Bringing students and seniors together
Cuba City creates a Presidential Plaza
Cuba City is a thriving agricultural and business community in southwest Wisconsin, and a neighbor to Platteville and Dubuque—but one thing the city of 2,000 had lacked was a place for people to gather downtown, to visit with each other over a cup of coffee, to play cards or to hold community events.
- A gravel parking lot that had become a dumping ground for trash and abandoned vehicles was transformed into green space. Three Norway spruce trees, a pear tree and a lilac bush were planted, adding seasonal scents.
- Three wooden picnic tables with solar-powered, lighted umbrellas were installed and games were brought in.
- A local welder built a bicycle rack, high school students built a storage shed whose outside panels will display student artwork, and the Cuba City Telephone Company donated a Wi-Fi hotspot.
- Led by a UW-Platteville instructor, high school and university students as well as senior citizens worked together to create a ground-level, 4,200-square-foot mural of the Mississippi River with interactive elements.

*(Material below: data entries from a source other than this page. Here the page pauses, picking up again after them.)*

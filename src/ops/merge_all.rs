//! Merge an observable of observables into one output observable.
//!
//! Two sinks back the operator. The unbounded one subscribes every inner
//! observable the moment it arrives; the bounded one keeps at most
//! `concurrent` inner subscriptions running and queues the rest in arrival
//! order. Both share one lock per operation (the state handle's mutex in
//! the Shared context): values are forwarded downstream while holding it,
//! terminal events detach the downstream observer under it and deliver
//! after the guard is dropped, so downstream sees a totally ordered event
//! sequence with exactly one terminal event.
//!
//! Resource accounting: every subscription of the operation lives in one
//! composite group, keyed per entry. The outer subscription's slot is the
//! group's permanent first member — it is disposed (not removed) when the
//! outer observable completes early, so in the unbounded sink
//! `group.count() == 1` always means "no inner observable is still
//! running".

use crate::{
  observable::{LocalObservable, Observable, SharedObservable},
  observer::Observer,
  rc::{MutArc, MutRc, RcDerefMut},
  subscription::{
    LocalSlotSubscription, LocalSubscription, SharedSlotSubscription,
    SharedSubscription, SubscriptionLike,
  },
};
use std::{collections::VecDeque, marker::PhantomData};

/// Merges the observables produced by `source` into a single observable.
///
/// `concurrent` bounds how many inner observables may be subscribed at the
/// same time; `0` means no limit. A limit of `1` degenerates to strict
/// sequential concatenation.
pub fn merge<S>(source: S, concurrent: usize) -> MergeAllOp<S>
where
  S: Observable,
  S::Item: Observable<Err = S::Err>,
{
  MergeAllOp { source, concurrent }
}

pub trait MergeAll: Observable {
  /// Method form of [`merge`].
  fn merge_all(self, concurrent: usize) -> MergeAllOp<Self>
  where
    Self: Sized,
    Self::Item: Observable<Err = Self::Err>,
  {
    MergeAllOp { source: self, concurrent }
  }

  /// Merges one inner observable at a time, in arrival order.
  fn concat_all(self) -> MergeAllOp<Self>
  where
    Self: Sized,
    Self::Item: Observable<Err = Self::Err>,
  {
    self.merge_all(1)
  }

  /// Merges without a concurrency limit.
  fn flatten(self) -> MergeAllOp<Self>
  where
    Self: Sized,
    Self::Item: Observable<Err = Self::Err>,
  {
    self.merge_all(0)
  }
}

impl<T: Observable> MergeAll for T {}

#[derive(Clone)]
pub struct MergeAllOp<S> {
  source: S,
  concurrent: usize,
}

impl<S> Observable for MergeAllOp<S>
where
  S: Observable,
  S::Item: Observable<Err = S::Err>,
{
  type Item = <S::Item as Observable>::Item;
  type Err = S::Err;
}

// ---------------------------------------------------------------------------
// Sink state

/// State of an unbounded merge. Activity is tracked by the group's entry
/// count, so only the stop flag and the downstream observer live here.
struct MergeState<O> {
  observer: Option<O>,
  stopped: bool,
}

impl<O> MergeState<O> {
  fn new(observer: O) -> Self {
    MergeState { observer: Some(observer), stopped: false }
  }
}

/// Detaching the downstream observer is itself a cancellation concern:
/// the returned merge handle pairs this with the group, and tearing the
/// state down first is what makes post-cancel deliveries impossible.
impl<O> SubscriptionLike for MergeState<O> {
  fn unsubscribe(&mut self) { self.observer = None; }

  fn is_closed(&self) -> bool { self.observer.is_none() }
}

/// State of a bounded merge: the active-subscription counter and the FIFO
/// queue of observables waiting for a free slot.
struct BoundedState<O, Inner> {
  observer: Option<O>,
  stopped: bool,
  active: usize,
  pending: VecDeque<Inner>,
}

impl<O, Inner> BoundedState<O, Inner> {
  fn new(observer: O) -> Self {
    BoundedState {
      observer: Some(observer),
      stopped: false,
      active: 0,
      pending: VecDeque::new(),
    }
  }
}

impl<O, Inner> SubscriptionLike for BoundedState<O, Inner> {
  fn unsubscribe(&mut self) {
    self.observer = None;
    self.pending.clear();
  }

  fn is_closed(&self) -> bool { self.observer.is_none() }
}

// ---------------------------------------------------------------------------
// Unbounded sink, Local context

struct MergeOuterLocal<'o, O, Inner> {
  state: MutRc<MergeState<O>>,
  group: LocalSubscription,
  source_slot: LocalSlotSubscription,
  marker: PhantomData<&'o Inner>,
}

struct MergeInnerLocal<O> {
  state: MutRc<MergeState<O>>,
  group: LocalSubscription,
  key: usize,
}

fn subscribe_merge_inner_local<'o, O, Inner>(
  inner: Inner,
  state: &MutRc<MergeState<O>>,
  group: &LocalSubscription,
) where
  O: Observer + 'o,
  Inner: LocalObservable<'o, Item = O::Item, Err = O::Err> + 'o,
  Inner::Unsub: 'static,
{
  let slot = LocalSlotSubscription::default();
  if let Some(key) = group.add(slot.clone()) {
    let unsub = inner.actual_subscribe(MergeInnerLocal {
      state: state.clone(),
      group: group.clone(),
      key,
    });
    slot.set(unsub);
  }
}

impl<'o, O, Inner> Observer for MergeOuterLocal<'o, O, Inner>
where
  O: Observer + 'o,
  Inner: LocalObservable<'o, Item = O::Item, Err = O::Err> + 'o,
  Inner::Unsub: 'static,
{
  type Item = Inner;
  type Err = O::Err;

  fn next(&mut self, inner: Inner) {
    subscribe_merge_inner_local(inner, &self.state, &self.group);
  }

  fn error(&mut self, err: O::Err) {
    let observer = self.state.rc_deref_mut().observer.take();
    if let Some(mut observer) = observer {
      observer.error(err);
      self.group.unsubscribe();
    }
  }

  fn complete(&mut self) {
    let finished = {
      let mut state = self.state.rc_deref_mut();
      if state.observer.is_none() {
        return;
      }
      state.stopped = true;
      if self.group.count() == 1 { state.observer.take() } else { None }
    };
    if let Some(mut observer) = finished {
      observer.complete();
      self.group.unsubscribe();
    } else {
      // inner observables are still running; the outer subscription no
      // longer needs to be cancellable on its own, but its slot stays a
      // group member so count() keeps its meaning
      self.source_slot.unsubscribe();
    }
  }
}

impl<O> Observer for MergeInnerLocal<O>
where
  O: Observer,
{
  type Item = O::Item;
  type Err = O::Err;

  fn next(&mut self, value: O::Item) {
    // forwarded while holding the operation lock: this is what serializes
    // concurrent producers
    if let Some(observer) = self.state.rc_deref_mut().observer.as_mut() {
      observer.next(value);
    }
  }

  fn error(&mut self, err: O::Err) {
    let observer = self.state.rc_deref_mut().observer.take();
    if let Some(mut observer) = observer {
      observer.error(err);
      self.group.unsubscribe();
    }
  }

  fn complete(&mut self) {
    self.group.remove(self.key);
    let finished = {
      let mut state = self.state.rc_deref_mut();
      if state.stopped && self.group.count() == 1 {
        state.observer.take()
      } else {
        None
      }
    };
    if let Some(mut observer) = finished {
      observer.complete();
      self.group.unsubscribe();
    }
  }
}

// ---------------------------------------------------------------------------
// Bounded sink, Local context

struct BoundedOuterLocal<'o, O, Inner> {
  state: MutRc<BoundedState<O, Inner>>,
  group: LocalSubscription,
  source_slot: LocalSlotSubscription,
  concurrent: usize,
  marker: PhantomData<&'o ()>,
}

struct BoundedInnerLocal<'o, O, Inner> {
  state: MutRc<BoundedState<O, Inner>>,
  group: LocalSubscription,
  key: usize,
  marker: PhantomData<&'o ()>,
}

fn subscribe_bounded_inner_local<'o, O, Inner>(
  inner: Inner,
  state: &MutRc<BoundedState<O, Inner>>,
  group: &LocalSubscription,
) where
  O: Observer + 'o,
  Inner: LocalObservable<'o, Item = O::Item, Err = O::Err> + 'o,
  Inner::Unsub: 'static,
{
  let slot = LocalSlotSubscription::default();
  if let Some(key) = group.add(slot.clone()) {
    let unsub = inner.actual_subscribe(BoundedInnerLocal {
      state: state.clone(),
      group: group.clone(),
      key,
      marker: PhantomData,
    });
    slot.set(unsub);
  }
}

impl<'o, O, Inner> Observer for BoundedOuterLocal<'o, O, Inner>
where
  O: Observer + 'o,
  Inner: LocalObservable<'o, Item = O::Item, Err = O::Err> + 'o,
  Inner::Unsub: 'static,
{
  type Item = Inner;
  type Err = O::Err;

  fn next(&mut self, inner: Inner) {
    {
      let mut state = self.state.rc_deref_mut();
      if state.observer.is_none() {
        return;
      }
      if state.active >= self.concurrent {
        state.pending.push_back(inner);
        return;
      }
      state.active += 1;
    }
    subscribe_bounded_inner_local(inner, &self.state, &self.group);
  }

  fn error(&mut self, err: O::Err) {
    let observer = self.state.rc_deref_mut().observer.take();
    if let Some(mut observer) = observer {
      observer.error(err);
      self.group.unsubscribe();
    }
  }

  fn complete(&mut self) {
    let finished = {
      let mut state = self.state.rc_deref_mut();
      if state.observer.is_none() {
        return;
      }
      state.stopped = true;
      // nothing can be queued while active == 0
      if state.active == 0 { state.observer.take() } else { None }
    };
    if let Some(mut observer) = finished {
      observer.complete();
      self.group.unsubscribe();
    } else {
      self.source_slot.unsubscribe();
    }
  }
}

impl<'o, O, Inner> Observer for BoundedInnerLocal<'o, O, Inner>
where
  O: Observer + 'o,
  Inner: LocalObservable<'o, Item = O::Item, Err = O::Err> + 'o,
  Inner::Unsub: 'static,
{
  type Item = O::Item;
  type Err = O::Err;

  fn next(&mut self, value: O::Item) {
    if let Some(observer) = self.state.rc_deref_mut().observer.as_mut() {
      observer.next(value);
    }
  }

  fn error(&mut self, err: O::Err) {
    let observer = self.state.rc_deref_mut().observer.take();
    if let Some(mut observer) = observer {
      observer.error(err);
      self.group.unsubscribe();
    }
  }

  fn complete(&mut self) {
    self.group.remove(self.key);
    let mut state = self.state.rc_deref_mut();
    if state.observer.is_none() {
      return;
    }
    if let Some(next_inner) = state.pending.pop_front() {
      drop(state);
      // one finished, one starts: `active` is unchanged during handoff
      subscribe_bounded_inner_local(next_inner, &self.state, &self.group);
    } else {
      state.active -= 1;
      let finished = if state.stopped && state.active == 0 {
        state.observer.take()
      } else {
        None
      };
      drop(state);
      if let Some(mut observer) = finished {
        observer.complete();
        self.group.unsubscribe();
      }
    }
  }
}

// ---------------------------------------------------------------------------
// Unbounded sink, Shared context

struct MergeOuterShared<O, Inner> {
  state: MutArc<MergeState<O>>,
  group: SharedSubscription,
  source_slot: SharedSlotSubscription,
  marker: PhantomData<Inner>,
}
use crate::{
  observable::{LocalObservable, SharedObservable},
  observer::Observer,
  shared::Shared,
  subscription::{SubscriptionLike, SubscriptionWrapper},
};
use std::marker::PhantomData;

/// Observer with handlers for all three event kinds.
#[derive(Clone)]
pub struct ObserverAll<N, E, C, Item, Err> {
  next: N,
  error: E,
  complete: C,
  marker: PhantomData<fn(Item, Err)>,
}

impl<N, E, C, Item, Err> ObserverAll<N, E, C, Item, Err> {
  pub(crate) fn new(next: N, error: E, complete: C) -> Self {
    ObserverAll { next, error, complete, marker: PhantomData }
  }
}

impl<N, E, C, Item, Err> Observer for ObserverAll<N, E, C, Item, Err>
where
  N: FnMut(Item),
  E: FnMut(Err),
  C: FnMut(),
{
  type Item = Item;
  type Err = Err;

  #[inline]
  fn next(&mut self, value: Item) { (self.next)(value); }

  #[inline]
  fn error(&mut self, err: Err) { (self.error)(err); }

  #[inline]
  fn complete(&mut self) { (self.complete)(); }
}

pub trait SubscribeAll<'o, N, E, C> {
  type Unsub: SubscriptionLike;

  /// Subscribes with handlers for values, the terminal error and the
  /// terminal completion.
  fn subscribe_all(
    self,
    next: N,
    error: E,
    complete: C,
  ) -> SubscriptionWrapper<Self::Unsub>;
}

impl<'o, S, N, E, C> SubscribeAll<'o, N, E, C> for S
where
  S: LocalObservable<'o>,
  S::Item: 'o,
  S::Err: 'o,
  N: FnMut(S::Item) + 'o,
  E: FnMut(S::Err) + 'o,
  C: FnMut() + 'o,
{
  type Unsub = S::Unsub;

  fn subscribe_all(
    self,
    next: N,
    error: E,
    complete: C,
  ) -> SubscriptionWrapper<Self::Unsub> {
    SubscriptionWrapper(
      self.actual_subscribe(ObserverAll::new(next, error, complete)),
    )
  }
}

impl<'o, S, N, E, C> SubscribeAll<'o, N, E, C> for Shared<S>
where
  S: SharedObservable,
  S::Item: 'static,
  S::Err: 'static,
  N: FnMut(S::Item) + Send + 'static,
  E: FnMut(S::Err) + Send + 'static,
  C: FnMut() + Send + 'static,
{
  type Unsub = S::Unsub;

  fn subscribe_all(
    self,
    next: N,
    error: E,
    complete: C,
  ) -> SubscriptionWrapper<Self::Unsub> {
    SubscriptionWrapper(
      self.0.actual_subscribe(ObserverAll::new(next, error, complete)),
    )
  }
}

#[cfg(test)]
mod test {
  use crate::prelude::*;

  #[test]
  fn error_handler_sees_the_cause() {
    let mut errors = vec![];
    let mut completions = 0;
    {
      let mut subject = LocalSubject::<i32, &str>::new();
      subject.clone().subscribe_all(
        |_| {},
        |e| errors.push(e),
        || completions += 1,
      );

      subject.error("broken");
    }
    assert_eq!(errors, vec!["broken"]);
    assert_eq!(completions, 0);
  }
}
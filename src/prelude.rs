//! Prelude module for convenient imports.

pub use crate::diagnostics;
pub use crate::observable;
pub use crate::observable::{
  empty, from_iter, of, throw, EmptyObservable, IterObservable,
  LocalObservable, Observable, ObserverAll, ObserverComp, ObserverN,
  OfObservable, SharedObservable, SubscribeAll, SubscribeComplete,
  SubscribeNext, ThrowObservable,
};
pub use crate::observer::Observer;
pub use crate::ops::merge_all::{merge, MergeAll, MergeAllOp};
pub use crate::rc::{MutArc, MutRc, RcDeref, RcDerefMut};
pub use crate::shared::{IntoShared, Shared};
pub use crate::subject::{LocalSubject, Publisher, SharedSubject, Subscriber};
pub use crate::subscription::{
  LocalSlotSubscription, LocalSubscription, SharedSlotSubscription,
  SharedSubscription, SingleSubscription, SubscriptionGuard,
  SubscriptionLike, SubscriptionWrapper,
};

- Adjacent sidewalk curb ramps were upgraded.
High school students spur action
High school representatives on Cuba City’s Downtown Task Force pressed the idea, conducting a survey of the student body that confirmed what city officials had heard in recent planning reviews: Residents wanted a place to hang out. A team of engineering students at UW-Platteville came up with a design to make Main Street more inviting as a gathering space.
“The pandemic presented extreme challenges to the project. Coupled with a very short timeline, it did not appear feasible in August. Only through collaboration and hard work did this project come to life.”
A long-term plan for community enhancement
Even with supply and labor challenges brought about by the COVID-19 pandemic, Cuba City was able to stage its Christmas Glow parade at the new Presidential Plaza in December 2020, and it is the site for the city’s Community Market. In the future, a bicycle/walking path may be added. No city funds were used—local donors and an AARP Community Challenge grant financed the improvements. The city and the UW-Platteville developed a 10-year plan for the space, with hopes that it will draw tourists, boost downtown businesses and provide an intergenerational gathering space for years to come.